Aryan Khurana, Aravind Ramana RN, Dhruv Kumar
Large language models are increasingly deployed in citation-augmented settings, yet the effect of citation presence on model behavior independent of factual content remains poorly understood. We introduce AuthorityBench, a 220,564-prompt multi-domain benchmark that isolates how citation-based authority signals influence epistemic behavior in LLMs. The benchmark uses a fully balanced 2x2 factorial design crossing claim veracity with citation veracity, the first to do so, across four domains (general knowledge, science, law, and medicine), with controlled variation over 40 prompt templates, four venue prestige tiers, and a country-coded author name dataset. Evaluating seven models on 12 structured research questions, we find that citation presence, whether real or fabricated, consistently increases hallucination rates relative to a no-citation baseline. The effect is strongest when fabricated citations accompany true claims, raising hallucination rates by 3 to 22 percentage points and reaching 35 to 77% in the general knowledge domain, while legal claims are comparatively robust and venue prestige and author demographics show negligible impact. All datasets and evaluation code are available at: https://github.com/floating-reeds/AuthorityBench
AuthorityBench introduces a 220,564-prompt benchmark with a fully balanced 2×2 factorial design crossing claim veracity (true/false) with citation veracity (real/fabricated) across four domains. The key novelty is the true claim × fabricated citation condition, which tests whether models can be induced to deny correct facts when presented with authoritative-looking but fabricated citations. This condition is absent from prior work, most notably FalseCite (Mao et al., 2025), which only examined false claims with fabricated citations. The benchmark additionally controls for venue prestige (4 tiers), author demographics (country-coded surnames), citation placement (40 templates), and temporal framing.
The central finding — that citation presence increases hallucination across all seven models tested, most severely when fabricated citations accompany true claims — is both surprising and consequential. This reframes the problem from "citations amplify false claims" to "citations degrade epistemic reasoning generally," which has direct implications for RAG system design.

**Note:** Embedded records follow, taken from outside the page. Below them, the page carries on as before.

//! Remote data gateway.
//!
//! Thin wrapper over the hosted backend: auth endpoints, PostgREST-style
//! table access and the object-storage bucket. It owns the HTTP client and
//! the current session, nothing else — every row lives on the backend.

use crate::config::Config;
use chrono::Utc;
use reqwest::header::{HeaderMap, HeaderName, HeaderValue, AUTHORIZATION, CONTENT_TYPE};
use serde::de::DeserializeOwned;
use serde::{Deserialize, Serialize};
use tokio::sync::Mutex;
use tracing::{debug, info};
use url::Url;

/// Storage bucket holding avatar and cover images.
pub const AVATAR_BUCKET: &str = "avatars";

#[derive(Debug, thiserror::Error)]
pub enum Error {
    #[error(transparent)]
    Reqwest(#[from] reqwest::Error),

    #[error(transparent)]
    Json(#[from] serde_json::Error),

    #[error("Url error {0}")]
    Url(#[from] url::ParseError),

    #[error("Invalid header value")]
    Header(#[from] reqwest::header::InvalidHeaderValue),

    #[error("Not authenticated")]
    NotAuthenticated,

    #[error("Backend responded {status}: {body}")]
    Backend {
        status: reqwest::StatusCode,
        body: String,
    },
}

// we must manually implement serde::Serialize
impl serde::Serialize for Error {
    fn serialize<S>(&self, serializer: S) -> Result<S::Ok, S::Error>
    where
        S: serde::ser::Serializer,
    {
        serializer.serialize_str(self.to_string().as_ref())
    }
}

#[derive(Clone, Debug, Deserialize)]
pub struct AuthUser {
    pub id: String,
    #[serde(default)]
    pub email: Option<String>,
}

#[derive(Clone, Debug, Deserialize)]
pub struct Session {
    pub access_token: String,
    pub user: AuthUser,
}

#[derive(Serialize)]
struct Credentials<'a> {
    email: &'a str,
    password: &'a str,
}

#[derive(Clone, Copy, Debug, PartialEq, Eq)]
pub enum ImageKind {
    Avatar,
    Cover,
}

impl ImageKind {
    pub fn as_str(self) -> &'static str {
        match self {
            ImageKind::Avatar => "avatar",
            ImageKind::Cover => "cover",
        }
    }
}

pub struct Gateway {
    http: reqwest::Client,
    base: Url,
    anon_key: String,
    session: Mutex<Option<Session>>,
}

impl Gateway {
    pub fn new(config: &Config) -> Result<Self, Error> {
        let mut base = Url::parse(&config.backend_url)?;
        if !base.path().ends_with('/') {
            let path = format!("{}/", base.path());
            base.set_path(&path);
        }
        Ok(Gateway {
            http: reqwest::Client::new(),
            base,
            anon_key: config.anon_key.clone(),
            session: Mutex::new(None),
        })
    }

    pub(crate) fn http(&self) -> &reqwest::Client {
        &self.http
    }

    /// The identity carried by the current session, if any. Reads local
    /// state only; the backend is the one enforcing row access.
    pub async fn session_user(&self) -> Option<AuthUser> {
        self.session.lock().await.as_ref().map(|s| s.user.clone())
    }

    pub async fn require_user(&self) -> Result<AuthUser, Error> {
        self.session_user().await.ok_or(Error::NotAuthenticated)
    }

    // ---- auth -----------------------------------------------------------

    pub async fn sign_in(&self, email: &str, password: &str) -> Result<AuthUser, Error> {
        let url = self.base.join("auth/v1/token")?;
        let res = self
            .http
            .post(url)
            .query(&[("grant_type", "password")])
            .header(HeaderName::from_static("apikey"), self.anon_value()?)
            .json(&Credentials { email, password })
            .send()
            .await?;
        let res = Self::check(res).await?;
        let session: Session = serde_json::from_str(&res.text().await?)?;
        let user = session.user.clone();
        info!("Signed in as {}", user.id);
        *self.session.lock().await = Some(session);
        Ok(user)
    }

    /// Signs up and seeds the minimal profile row (`id` + `email`) so the
    /// rest of the app always has something to load.
    pub async fn sign_up(&self, email: &str, password: &str) -> Result<AuthUser, Error> {
        let url = self.base.join("auth/v1/signup")?;
        let res = self
            .http
            .post(url)
            .header(HeaderName::from_static("apikey"), self.anon_value()?)
            .json(&Credentials { email, password })
            .send()
            .await?;
        let res = Self::check(res).await?;
        let value: serde_json::Value = serde_json::from_str(&res.text().await?)?;
        // With auto-confirm the endpoint answers with a full session, plain
        // sign-up answers with the bare user object.
        let user: AuthUser = match value.get("user") {
            Some(user) => serde_json::from_value(user.clone())?,
            None => serde_json::from_value(value.clone())?,
        };
        if let Some(token) = value.get("access_token").and_then(|t| t.as_str()) {
            *self.session.lock().await = Some(Session {
                access_token: token.to_string(),
                user: user.clone(),
            });
        }
        let seed = serde_json::json!({ "id": user.id, "email": user.email });
        self.insert("profiles", &seed).await?;
        info!("Created account {}", user.id);
        Ok(user)
    }

    pub async fn sign_out(&self) -> Result<(), Error> {
        let token = {
            let mut session = self.session.lock().await;
            session.take().map(|s| s.access_token)
        };
        if let Some(token) = token {
            let url = self.base.join("auth/v1/logout")?;
            let res = self
                .http
                .post(url)
                .header(HeaderName::from_static("apikey"), self.anon_value()?)
                .header(AUTHORIZATION, HeaderValue::from_str(&format!("Bearer {token}"))?)
                .send()
                .await?;
            Self::check(res).await?;
        }
        Ok(())
    }

    // ---- tables ---------------------------------------------------------

    pub async fn select_one<T: DeserializeOwned>(
        &self,
        table: &str,
        id: &str,
    ) -> Result<Option<T>, Error> {
        let url = self.table_url(table)?;
        let filter = format!("eq.{id}");
        let res = self
            .http
            .get(url)
            .headers(self.auth_headers().await?)
            .query(&[("id", filter.as_str()), ("select", "*"), ("limit", "1")])
            .send()
            .await?;
        let res = Self::check(res).await?;
        let rows: Vec<T> = serde_json::from_str(&res.text().await?)?;
        Ok(rows.into_iter().next())
    }

    /// Rows owned by `user_id`, newest first.
    pub async fn select_recent<T: DeserializeOwned>(
        &self,
        table: &str,
        user_id: &str,
        limit: usize,
    ) -> Result<Vec<T>, Error> {
        let url = self.table_url(table)?;
        let filter = format!("eq.{user_id}");
        let limit = limit.to_string();
        let res = self
            .http
            .get(url)
            .headers(self.auth_headers().await?)
            .query(&[
                ("user_id", filter.as_str()),
                ("select", "*"),
                ("order", "created_at.desc"),
                ("limit", limit.as_str()),
            ])
            .send()
            .await?;
        let res = Self::check(res).await?;
        Ok(serde_json::from_str(&res.text().await?)?)
    }

    pub async fn exists(&self, table: &str, id: &str) -> Result<bool, Error> {
        let row: Option<serde_json::Value> = self.select_one(table, id).await?;
        Ok(row.is_some())
    }

    pub async fn insert<T: Serialize>(&self, table: &str, row: &T) -> Result<(), Error> {
        let url = self.table_url(table)?;
        debug!("Inserting into {table}");
        let res = self
            .http
            .post(url)
            .headers(self.auth_headers().await?)
            .header("Prefer", "return=minimal")
            .json(row)
            .send()
            .await?;
        Self::check(res).await?;
        Ok(())
    }

    pub async fn update<T: Serialize>(&self, table: &str, id: &str, row: &T) -> Result<(), Error> {
        let url = self.table_url(table)?;
        let filter = format!("eq.{id}");
        debug!("Updating {table} row {id}");
        let res = self
            .http
            .patch(url)
            .headers(self.auth_headers().await?)
            .header("Prefer", "return=minimal")
            .query(&[("id", filter.as_str())])
            .json(row)
            .send()
            .await?;
        Self::check(res).await?;
        Ok(())
    }

    pub async fn delete(&self, table: &str, id: &str) -> Result<(), Error> {
        let url = self.table_url(table)?;
        let filter = format!("eq.{id}");
        debug!("Deleting {table} row {id}");
        let res = self
            .http
            .delete(url)
            .headers(self.auth_headers().await?)
            .query(&[("id", filter.as_str())])
            .send()
            .await?;
        Self::check(res).await?;
        Ok(())
    }

    // ---- storage --------------------------------------------------------

    /// Uploads a JPEG under `{userId}/{timestamp}_{kind}.jpg` and returns
    /// the public URL to store on the profile.
    pub async fn upload_image(
        &self,
        user_id: &str,
        kind: ImageKind,
        bytes: Vec<u8>,
    ) -> Result<String, Error> {
        let object = format!(
            "{user_id}/{}_{}.jpg",
            Utc::now().timestamp_millis(),
            kind.as_str()
        );
        let url = self
            .base
            .join(&format!("storage/v1/object/{AVATAR_BUCKET}/{object}"))?;
        let res = self
            .http
            .post(url)
            .headers(self.auth_headers().await?)
            .header(CONTENT_TYPE, "image/jpeg")
            .header("x-upsert", "true")
            .body(bytes)
            .send()
            .await?;
        Self::check(res).await?;
        info!("Uploaded {} image for {user_id}", kind.as_str());
        self.public_image_url(&object)
    }

    pub async fn remove_image(&self, public_url: &str) -> Result<(), Error> {
        let Some(object) = storage_object_path(public_url) else {
            return Ok(());
        };
        let url = self
            .base
            .join(&format!("storage/v1/object/{AVATAR_BUCKET}/{object}"))?;
        let res = self
            .http
            .delete(url)
            .headers(self.auth_headers().await?)
            .send()
            .await?;
        Self::check(res).await?;
        Ok(())
    }

    pub fn public_image_url(&self, object: &str) -> Result<String, Error> {
        Ok(self
            .base
            .join(&format!("storage/v1/object/public/{AVATAR_BUCKET}/{object}"))?
            .to_string())
    }

    // ---- plumbing -------------------------------------------------------

    fn table_url(&self, table: &str) -> Result<Url, Error> {
        Ok(self.base.join(&format!("rest/v1/{table}"))?)
    }

    fn anon_value(&self) -> Result<HeaderValue, Error> {
        Ok(HeaderValue::from_str(&self.anon_key)?)
    }

    async fn auth_headers(&self) -> Result<HeaderMap, Error> {
        let token = {
            let session = self.session.lock().await;
            session.as_ref().map(|s| s.access_token.clone())
        };
        let bearer = token.unwrap_or_else(|| self.anon_key.clone());
        let mut headers = HeaderMap::new();
        headers.insert(HeaderName::from_static("apikey"), self.anon_value()?);
        headers.insert(
            AUTHORIZATION,
            HeaderValue::from_str(&format!("Bearer {bearer}"))?,
        );
        Ok(headers)
    }

    async fn check(res: reqwest::Response) -> Result<reqwest::Response, Error> {
        let status = res.status();
        if status.is_success() {
            return Ok(res);
        }
        let body = res.text().await.unwrap_or_default();
        Err(Error::Backend { status, body })
    }
}

/// The object path is the last two URL segments, `userId/file.jpg`.
fn storage_object_path(public_url: &str) -> Option<String> {
    let parts: Vec<&str> = public_url.split('/').collect();
    if parts.len() < 2 {
        return None;
    }
    Some(parts[parts.len() - 2..].join("/"))
}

Strengths: The 2×2 factorial design is well-motivated and cleanly executed, allowing causal attribution of effects to citation presence rather than content. The use of Cohen's d over p-values given the large sample sizes reflects good statistical practice. The 40 prompt templates mitigate concerns about template-specific artifacts. Human validation of the judge model (Cohen's κ = 0.83, 90.7% inter-annotator agreement on 1,500 samples) provides reasonable confidence in automated evaluation.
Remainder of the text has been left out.